= Annie Isabella Hamilton =

Canadian physician

Annie Isabella Hamilton (1866–1941) was a Canadian physician and the first woman to receive a medical degree in Nova Scotia. She earned a degree in medicine (MD ChM) from Dalhousie University in 1894.

== Early life and education==

Annie Isabella Hamilton was born in 1866 in Brookfield, Nova Scotia. When she was 14, she raised money for a local missionary society in Brookfield.

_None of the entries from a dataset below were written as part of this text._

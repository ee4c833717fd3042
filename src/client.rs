//! FaunaDB client: configuration, query execution and the transaction
//! time watermark.

use std::sync::atomic::{AtomicI64, Ordering};
use std::sync::Arc;
use std::time::{Duration, Instant};

use futures::future::{AbortRegistration, Abortable};
use tracing::{debug, trace, warn};

use crate::error::{Error, Result};
use crate::expr::Expr;
use crate::json::to_json;
use crate::page::{PageHelper, PaginateParams};
use crate::protocol::{
  find_header, FaunaError, HttpRequest, HttpResponse, Method, ResourceBody, API_VERSION,
  DRIVER_NAME, HEADER_API_VERSION, HEADER_DRIVER, HEADER_LAST_SEEN_TXN, HEADER_QUERY_TIMEOUT,
  HEADER_TXN_TIME,
};
use crate::stream::{DocumentStream, StreamClient, StreamOptions};
use crate::transport::{HttpTransport, Transport};
use crate::values::Value;

/// Client configuration
#[derive(Debug, Clone)]
pub struct ClientConfig {
  pub secret: String,
  pub scheme: String,
  pub domain: String,
  /// Defaults to 443 for https and 80 otherwise
  pub port: Option<u16>,
  /// Client-side limit for a whole request; `None` waits indefinitely
  pub timeout: Option<Duration>,
  /// Server-side evaluation limit, sent with each query
  pub query_timeout: Option<Duration>,
  pub headers: Vec<(String, String)>,
}

impl ClientConfig {
  pub fn new(secret: impl Into<String>) -> Self {
    Self {
      secret: secret.into(),
      scheme: "https".to_string(),
      domain: "db.fauna.com".to_string(),
      port: None,
      timeout: Some(Duration::from_secs(60)),
      query_timeout: None,
      headers: Vec::new(),
    }
  }

  pub fn with_scheme(mut self, scheme: impl Into<String>) -> Self {
    self.scheme = scheme.into();
    self
  }

  pub fn with_domain(mut self, domain: impl Into<String>) -> Self {
    self.domain = domain.into();
    self
  }

  pub fn with_port(mut self, port: u16) -> Self {
    self.port = Some(port);
    self
  }

  pub fn with_timeout(mut self, timeout: Option<Duration>) -> Self {
    self.timeout = timeout;
    self
  }

  pub fn with_query_timeout(mut self, timeout: Duration) -> Self {
    self.query_timeout = Some(timeout);
    self
  }

  /// Extra header sent with every request
  pub fn with_header(mut self, name: impl Into<String>, value: impl Into<String>) -> Self {
    self.headers.push((name.into(), value.into()));
    self
  }

  pub fn port(&self) -> u16 {
    self
      .port
      .unwrap_or(if self.scheme == "https" { 443 } else { 80 })
  }

  pub fn base_url(&self) -> String {
    format!("{}://{}:{}", self.scheme, self.domain, self.port())
  }
}

/// Per-query overrides
#[derive(Debug, Default)]
pub struct QueryOptions {
  pub secret: Option<String>,
  pub query_timeout: Option<Duration>,
  /// Cancels the request when its handle is aborted
  pub abort: Option<AbortRegistration>,
}

impl QueryOptions {
  pub fn with_secret(mut self, secret: impl Into<String>) -> Self {
    self.secret = Some(secret.into());
    self
  }

  pub fn with_query_timeout(mut self, timeout: Duration) -> Self {
    self.query_timeout = Some(timeout);
    self
  }

  pub fn with_abort(mut self, registration: AbortRegistration) -> Self {
    self.abort = Some(registration);
    self
  }
}

/// FaunaDB client. Cheap to clone; clones share the transport and the
/// last-seen transaction time.
#[derive(Clone)]
pub struct Client {
  inner: Arc<Inner>,
}

struct Inner {
  config: ClientConfig,
  transport: Arc<dyn Transport>,
  // 0 until a transaction time has been observed
  last_txn: AtomicI64,
}

impl std::fmt::Debug for Client {
  fn fmt(&self, f: &mut std::fmt::Formatter<'_>) -> std::fmt::Result {
    f.debug_struct("Client")
      .field("base_url", &self.inner.config.base_url())
      .field("last_txn_time", &self.last_txn_time())
      .finish_non_exhaustive()
  }
}

impl Client {
  /// Client over the default HTTP transport.
  pub fn new(config: ClientConfig) -> Result<Self> {
    let transport = HttpTransport::new(config.base_url())?;
    Ok(Self::with_transport(config, transport))
  }

  pub fn with_transport(config: ClientConfig, transport: impl Transport) -> Self {
    Self {
      inner: Arc::new(Inner {
        config,
        transport: Arc::new(transport),
        last_txn: AtomicI64::new(0),
      }),
    }
  }

  pub fn config(&self) -> &ClientConfig {
    &self.inner.config
  }

  pub(crate) fn transport(&self) -> &Arc<dyn Transport> {
    &self.inner.transport
  }

  /// Highest transaction time seen by this client, if any.
  pub fn last_txn_time(&self) -> Option<i64> {
    let txn = self.inner.last_txn.load(Ordering::SeqCst);
    (txn > 0).then_some(txn)
  }

  /// Raise the watermark to `txn`. Lower values are ignored.
  pub fn sync_last_txn_time(&self, txn: i64) {
    self.inner.last_txn.fetch_max(txn, Ordering::SeqCst);
  }

  pub async fn query(&self, expr: impl Into<Expr>) -> Result<Value> {
    self.query_with(expr, QueryOptions::default()).await
  }

  pub async fn query_with(&self, expr: impl Into<Expr>, options: QueryOptions) -> Result<Value> {
    let expr = expr.into();
    trace!(query = %expr, "sending query");
    let mut request = self.request(
      Method::Post,
      "",
      options.secret.as_deref(),
      options.query_timeout,
    );
    request.body = Some(to_json(&expr)?);
    let response = self.execute(request, options.abort).await?;
    resource(response)
  }

  /// `GET /ping`, optionally scoped (`node`, `global`, ...) and with a server
  /// timeout.
  pub async fn ping(&self, scope: Option<&str>, timeout: Option<Duration>) -> Result<Value> {
    let mut request = self.request(Method::Get, "ping", None, None);
    if let Some(scope) = scope {
      request.query.push(("scope".to_string(), scope.to_string()));
    }
    if let Some(timeout) = timeout {
      request
        .query
        .push(("timeout".to_string(), timeout.as_millis().to_string()));
    }
    let response = self.execute(request, None).await?;
    resource(response)
  }

  /// Pagination helper over `set`.
  pub fn paginate(&self, set: impl Into<Expr>, params: PaginateParams) -> Result<PageHelper> {
    PageHelper::new(self.clone(), set, params)
  }

  /// Raw event stream over a document or set reference.
  pub fn stream(&self, expr: impl Into<Expr>, options: StreamOptions) -> StreamClient {
    StreamClient::new(self.clone(), expr.into(), options)
  }

  /// Document stream that reads a snapshot once the stream has started.
  pub fn document_stream(&self, document: impl Into<Expr>, options: StreamOptions) -> DocumentStream {
    DocumentStream::new(self.clone(), document.into(), options)
  }

  /// Request carrying the authentication, version and watermark headers.
  pub(crate) fn request(
    &self,
    method: Method,
    path: &str,
    secret: Option<&str>,
    query_timeout: Option<Duration>,
  ) -> HttpRequest {
    let config = &self.inner.config;
    let mut request = HttpRequest::new(method, path);
    let secret = secret.unwrap_or(&config.secret);
    request.headers = vec![
      ("Authorization".to_string(), format!("Bearer {}", secret)),
      (HEADER_API_VERSION.to_string(), API_VERSION.to_string()),
      (HEADER_DRIVER.to_string(), DRIVER_NAME.to_string()),
    ];
    if let Some(timeout) = query_timeout.or(config.query_timeout) {
      request
        .headers
        .push((HEADER_QUERY_TIMEOUT.to_string(), timeout.as_millis().to_string()));
    }
    if let Some(txn) = self.last_txn_time() {
      request
        .headers
        .push((HEADER_LAST_SEEN_TXN.to_string(), txn.to_string()));
    }
    request.headers.extend(config.headers.iter().cloned());
    request
  }

  async fn execute(
    &self,
    mut request: HttpRequest,
    abort: Option<AbortRegistration>,
  ) -> Result<HttpResponse> {
    // one-shot requests only; stream bodies are unbounded
    request.timeout = self.inner.config.timeout;
    let method = request.method;
    let path = format!("/{}", request.path);
    let started = Instant::now();

    let call = self.inner.transport.execute(request);
    let call = async {
      match abort {
        Some(registration) => Abortable::new(call, registration)
          .await
          .unwrap_or(Err(Error::Aborted)),
        None => call.await,
      }
    };
    let response = match self.inner.config.timeout {
      Some(limit) => tokio::time::timeout(limit, call)
        .await
        .map_err(|_| Error::Timeout)??,
      None => call.await?,
    };

    self.observe_headers(&response.headers);
    debug!(
      method = %method,
      path = %path,
      status = response.status,
      elapsed_ms = started.elapsed().as_millis() as u64,
      "fauna request"
    );
    Ok(response)
  }

  pub(crate) fn observe_headers(&self, headers: &[(String, String)]) {
    let Some(raw) = find_header(headers, HEADER_TXN_TIME) else {
      return;
    };
    match raw.trim().parse::<i64>() {
      Ok(txn) => self.sync_last_txn_time(txn),
      Err(_) => warn!(value = raw, "ignoring unparsable {} header", HEADER_TXN_TIME),
    }
  }
}

fn resource(response: HttpResponse) -> Result<Value> {
  if !response.is_success() {
    return Err(FaunaError::from_response(&response).into());
  }
  let body: ResourceBody = serde_json::from_str(&response.body)?;
  Ok(body.resource)
}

Hamilton attended Pictou Academy, which awarded her a gold medal for educational excellence, and received a degree from Truro Normal School (later Nova Scotia Teachers College). She enrolled in the medical program at Dalhousie University in 1888, after the death of her parents. She excelled academically, earning particularly high grades in botany and histology. She also studied Chinese and campaigned unsuccessfully for a smoke-free campus. Some of Hamilton's male Dalhousie classmates criticized her supposedly unfeminine dress and appearance, and created a petition to obtain a bustle for her.

== Career ==

Hamilton set up a practice in Halifax after graduation. In 1895, she assisted Maria Louisa Angwin, the first woman licensed to practice medicine in Nova Scotia, in a series of lectures on hygiene. In 1903, she moved to China, where she served as a medical missionary and teacher, and wrote textbooks for her university students. She died in Shanghai in 1941.